### What is being asked
Output the data below exactly. Leave nothing out.

Stored items from a collection:
■ ■ ■ ■ ■ ■ ■
/// Disables one direction of a `Pipeline` at the type level.
///
/// `Nothing` is uninhabited, so `Pipeline::<Nothing, W>::read` and
/// `Pipeline::<R, Nothing>::write` can never be called: no value of the
/// message type exists.
pub enum Nothing {}

pub(crate) fn is_nothing<T: 'static>() -> bool {
    TypeId::of::<T>() == TypeId::of::<Nothing>()
}

/// Directions a handler services. Derived from which halves
/// [Handler::split] yields.
#[derive(Copy, Clone, Debug, PartialEq, Eq)]
pub enum HandlerDir {
    /// Consumes inbound events only.
    In,
    /// Consumes outbound operations only.
    Out,
    /// Both of the above.
    Both,
}

impl HandlerDir {
    /// Whether this direction participates in the inbound chain.
    pub fn is_inbound(self) -> bool {
        matches!(self, HandlerDir::In | HandlerDir::Both)
    }

    /// Whether this direction participates in the outbound chain.
    pub fn is_outbound(self) -> bool {
        matches!(self, HandlerDir::Out | HandlerDir::Both)
    }
}

/// A pipeline stage. Declares its four edge types and splits itself into the
/// halves it actually services: `(Some, None)` is an inbound-only stage,
/// `(None, Some)` outbound-only, `(Some, Some)` both.
pub trait Handler {
    /// Associated input message type for [InboundHandler::read]
    type Rin: 'static;
    /// Associated output message type for [InboundHandler::read]
    type Rout: 'static;
    /// Associated input message type for [OutboundHandler::write]
    type Win: 'static;
    /// Associated output message type for [OutboundHandler::write]
    type Wout: 'static;

    /// Returns handler name
    fn name(&self) -> &str;

    /// Splits itself into its InboundHandler and OutboundHandler halves.
    #[allow(clippy::type_complexity)]
    fn split(
        self,
    ) -> (
        Option<Box<dyn InboundHandler<Rin = Self::Rin, Rout = Self::Rout>>>,
        Option<Box<dyn OutboundHandler<Win = Self::Win, Wout = Self::Wout>>>,
    );

    #[doc(hidden)]
    #[allow(clippy::type_complexity)]
    fn generate(
        self,
    ) -> Result<
        (
            String,
            HandlerDir,
            Option<(
                Rc<RefCell<dyn InboundContextInternal>>,
                Rc<RefCell<dyn InboundHandlerInternal>>,
            )>,
            Option<(
                Rc<RefCell<dyn OutboundContextInternal>>,
                Rc<RefCell<dyn OutboundHandlerInternal>>,
            )>,
        ),
        PipelineError,
    >
    where
        Self: Sized,
    {
        let handler_name = self.name().to_owned();
        let (inbound_handler, outbound_handler) = self.split();

        let dir = match (&inbound_handler, &outbound_handler) {
            (Some(_), Some(_)) => HandlerDir::Both,
            (Some(_), None) => HandlerDir::In,
            (None, Some(_)) => HandlerDir::Out,
            (None, None) => return Err(PipelineError::InvalidHandler(handler_name)),
        };

        let inbound = inbound_handler.map(|handler| {
            let context: InboundContext<Self::Rin, Self::Rout> =
                InboundContext::new(&handler_name);
            (
                Rc::new(RefCell::new(context)) as Rc<RefCell<dyn InboundContextInternal>>,
                Rc::new(RefCell::new(handler)) as Rc<RefCell<dyn InboundHandlerInternal>>,
            )
        });
        let outbound = outbound_handler.map(|handler| {
            let context: OutboundContext<Self::Win, Self::Wout> =
                OutboundContext::new(&handler_name);
            (
                Rc::new(RefCell::new(context)) as Rc<RefCell<dyn OutboundContextInternal>>,
                Rc::new(RefCell::new(handler)) as Rc<RefCell<dyn OutboundHandlerInternal>>,
            )
        });

        Ok((handler_name, dir, inbound, outbound))
    }
}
■ ■ ■ ■ ■ ■ ■
### Output
/// Disables one direction of a `Pipeline` at the type level.
///
/// `Nothing` is uninhabited, so `Pipeline::<Nothing, W>::read` and
/// `Pipeline::<R, Nothing>::write` can never be called: no value of the
/// message type exists.
pub enum Nothing {}

pub(crate) fn is_nothing<T: 'static>() -> bool {
    TypeId::of::<T>() == TypeId::of::<Nothing>()
}

/// Directions a handler services. Derived from which halves
/// [Handler::split] yields.
#[derive(Copy, Clone, Debug, PartialEq, Eq)]
pub enum HandlerDir {
    /// Consumes inbound events only.
    In,
    /// Consumes outbound operations only.
    Out,
    /// Both of the above.
    Both,
}

impl HandlerDir {
    /// Whether this direction participates in the inbound chain.
    pub fn is_inbound(self) -> bool {
        matches!(self, HandlerDir::In | HandlerDir::Both)
    }

    /// Whether this direction participates in the outbound chain.
    pub fn is_outbound(self) -> bool {
        matches!(self, HandlerDir::Out | HandlerDir::Both)
    }
}

/// A pipeline stage. Declares its four edge types and splits itself into the
/// halves it actually services: `(Some, None)` is an inbound-only stage,
/// `(None, Some)` outbound-only, `(Some, Some)` both.
pub trait Handler {
    /// Associated input message type for [InboundHandler::read]
    type Rin: 'static;
    /// Associated output message type for [InboundHandler::read]
    type Rout: 'static;
    /// Associated input message type for [OutboundHandler::write]
    type Win: 'static;
    /// Associated output message type for [OutboundHandler::write]
    type Wout: 'static;

    /// Returns handler name
    fn name(&self) -> &str;

    /// Splits itself into its InboundHandler and OutboundHandler halves.
    #[allow(clippy::type_complexity)]
    fn split(
        self,
    ) -> (
        Option<Box<dyn InboundHandler<Rin = Self::Rin, Rout = Self::Rout>>>,
        Option<Box<dyn OutboundHandler<Win = Self::Win, Wout = Self::Wout>>>,
    );

    #[doc(hidden)]
    #[allow(clippy::type_complexity)]
    fn generate(
        self,
    ) -> Result<
        (
            String,
            HandlerDir,
            Option<(
                Rc<RefCell<dyn InboundContextInternal>>,
                Rc<RefCell<dyn InboundHandlerInternal>>,
            )>,
            Option<(
                Rc<RefCell<dyn OutboundContextInternal>>,
                Rc<RefCell<dyn OutboundHandlerInternal>>,
            )>,
        ),
        PipelineError,
    >
    where
        Self: Sized,
    {
        let handler_name = self.name().to_owned();
        let (inbound_handler, outbound_handler) = self.split();

        let dir = match (&inbound_handler, &outbound_handler) {
            (Some(_), Some(_)) => HandlerDir::Both,
            (Some(_), None) => HandlerDir::In,
            (None, Some(_)) => HandlerDir::Out,
            (None, None) => return Err(PipelineError::InvalidHandler(handler_name)),
        };

        let inbound = inbound_handler.map(|handler| {
            let context: InboundContext<Self::Rin, Self::Rout> =
                InboundContext::new(&handler_name);
            (
                Rc::new(RefCell::new(context)) as Rc<RefCell<dyn InboundContextInternal>>,
                Rc::new(RefCell::new(handler)) as Rc<RefCell<dyn InboundHandlerInternal>>,
            )
        });
        let outbound = outbound_handler.map(|handler| {
            let context: OutboundContext<Self::Win, Self::Wout> =
                OutboundContext::new(&handler_name);
            (
                Rc::new(RefCell::new(context)) as Rc<RefCell<dyn OutboundContextInternal>>,
                Rc::new(RefCell::new(handler)) as Rc<RefCell<dyn OutboundHandlerInternal>>,
            )
        });

        Ok((handler_name, dir, inbound, outbound))
    }
}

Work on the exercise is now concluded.